For all the other strategies of that era, and to my knowledge also now, they used to work like the default for NodeFit being false. None of the other strategies checked, whether the pod fits any other node. The difference between the strategies is somewhat unfortunate considering trying to put some default value for the field covering all strategies. I'm no expert on the matter, but the api defaults.go and zz_generated.defaults.go are rather empty, which sort of leaves me assuming the zero value false is the one being defaulted to. Also all strategies now set locally nodeFit variable to false, after which the value is pulled from a snippet such as this: https://github.com/kubernetes-sigs/descheduler/blob/3c251fb09db3d58e10c8290d9510e18f73c3a771/pkg/descheduler/strategies/pod_antiaffinity.go#L74-L77

So I suppose it is safe to say the current default value is false, and how NodeAffinity strategy works is another thing.

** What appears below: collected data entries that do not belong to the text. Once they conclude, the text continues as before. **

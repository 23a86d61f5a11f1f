//! HTTP middleware

pub mod auth;
pub mod rate_limit;

pub use auth::{auth_middleware, AuthUser, CurrentUser};
pub use rate_limit::{rate_limit_middleware, RateLimiter};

Now in order to maintain how things used to work in the original NodeAffinity strategy, and how things have worked in the rest of the strategies, and how the nodeFit feature is documented to be working, I would presume that the correct fix would be to have the default value for NodeAffinity strategy NodeFit to be true and for the rest of strategies false, and then potentially a removal of this check at NodeAffinity: && nodeutil.PodFitsAnyNode(pod, nodes)

Since that check is already in the PodEvictor and controlled by NodeFit

If you need more hands in the project, like for reviews, I would gladly volunteer.

Feb 15 '22 13:02 uniemimu

@damemi @uniemimu I apologize for my absence, I didn't have time to contribute until this week. I have much more time now to focus on closing this issue and merging my PR, if that's still the desired outcome here.

With regard to the defaults discussion above, #636 is going to be in conflict with some strategies no matter how we default it. This is because, like @damemi pointed out, some strategies have a few of the NodeFit checks baked in, while others perform no checks. If we want to align all strategies under the single NodeFit mechanism, we will need to eventually change the behavior of some of them.

One way to do this more gracefully might be to overlap the strategy and NodeFit checks. Since NodeFit considers node affinity before evicting, and the NodeAffinity strategy also considers this, we could merge the checks in node.go of #636, but leave the NodeAffinity strategy as is. Then in a later PR we can remove the checks in NodeAffinity that overlap with NodeFit. This causes some redundancy and inefficiency when running some strategies with NodeFit = true, but it allows for stable behavior that can be gradually changed.

Feb 15 '22 13:02 RyanDevlin

@RyanDevlin at least I'd like to see this bug sorted one way or the other. I like the nodeFit feature and I'd like to be able to use it with the node affinity as it is documented. As to how the defaults should be done, I suppose that is up to @damemi to decide how it needs to be. My take on the matter is in the previous comment, and I don't think the default should be the same for all strategies unless a decision is made that the previous way of working doesn't matter.

Feb 21 '22 11:02 uniemimu

This is a tough one, but it's not just entirely my call 🙂 I agree with @uniemimu that the default doesn't necessarily have to be the same for all strategies. This takes more work on @RyanDevlin's part to refactor his NodeFit changes, but it might be the best way to avoid breaking the existing behavior.

@ingvagabund you've done a lot of the review for NodeFit so far, wdyt?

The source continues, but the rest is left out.